To Gnome or not to Gnome

Bernie Innocenti bernie at codewiz.org
Tue Mar 23 09:58:05 EDT 2010


On Mon, 2010-03-22 at 23:13 -0700, Yioryos Asprobounitis wrote:

> OK. The Sugar desktop was unaffected by all these. So if you manage to switch you are safe. 
> However, is still a breaker for me, given that is generated by a gnome panel option.
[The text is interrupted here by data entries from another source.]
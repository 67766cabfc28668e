//! Line-level parsing for the edge-list format.

use std::str::SplitWhitespace;

use crate::errors::{EdgeField, EdgeListError};

/// Parsed `<vertex count> <edge count>` header.
#[derive(Clone, Copy, Debug, Eq, PartialEq)]
pub(crate) struct Header {
    pub(crate) vertices: usize,
    pub(crate) edges: usize,
}

pub(crate) fn header(line: usize, text: &str) -> Result<Header, EdgeListError> {
    let malformed = || EdgeListError::MalformedHeader { line };
    let mut fields = text.split_whitespace();
    let mut count = || -> Result<usize, EdgeListError> {
        fields
            .next()
            .and_then(|raw| raw.parse().ok())
            .ok_or_else(malformed)
    };
    let vertices = count()?;
    let edges = count()?;
    if fields.next().is_some() {
        return Err(malformed());
    }
    Ok(Header { vertices, edges })
}

pub(crate) fn edge(line: usize, text: &str) -> Result<(u64, u64, f64), EdgeListError> {
    let mut fields = Fields {
        line,
        inner: text.split_whitespace(),
    };
    let source = fields.vertex(EdgeField::Source)?;
    let target = fields.vertex(EdgeField::Destination)?;
    let weight = fields.weight()?;
    if let Some(raw) = fields.inner.next() {
        return Err(EdgeListError::UnexpectedField {
            line,
            raw: raw.to_owned(),
        });
    }
    Ok((source, target, weight))
}

struct Fields<'a> {
    line: usize,
    inner: SplitWhitespace<'a>,
}

impl<'a> Fields<'a> {
    fn next(&mut self, field: EdgeField) -> Result<&'a str, EdgeListError> {
        self.inner.next().ok_or(EdgeListError::MissingField {
            line: self.line,
            field,
        })
    }

    fn vertex(&mut self, field: EdgeField) -> Result<u64, EdgeListError> {
        let raw = self.next(field)?;
        raw.parse().map_err(|_| EdgeListError::InvalidVertex {
            line: self.line,
            raw: raw.to_owned(),
        })
    }

    /// Non-finite weights parse here and are rejected by the graph builder.
    fn weight(&mut self) -> Result<f64, EdgeListError> {
        let raw = self.next(EdgeField::Weight)?;
        raw.parse().map_err(|_| EdgeListError::InvalidWeight {
            line: self.line,
            raw: raw.to_owned(),
        })
    }
}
Children discovered some very creative ways to break their systems
through Gnome.

One completely wiped all the activities with Nautilus. They often mess
up the panel, to the point that you can't find nm-applet. Solution:

  rm -r .config .gconf .gnome2

A few days ago, we've seen could no longer see any access points in the
network view of Sugar. The "Radio" switch in the control panel was
enabled, but NetworkManager would refuse to work. It took me half an
hour to realize that this devilish kid had turned off the "Enable
Networking" switch from nm-applet, then switched back to Sugar, where
this setting is unavailable in the control panel.

I wouldn't propose disabling Gnome or locking it down. Far from it.
Children shouldn't be denied valuable opportunities to hack around.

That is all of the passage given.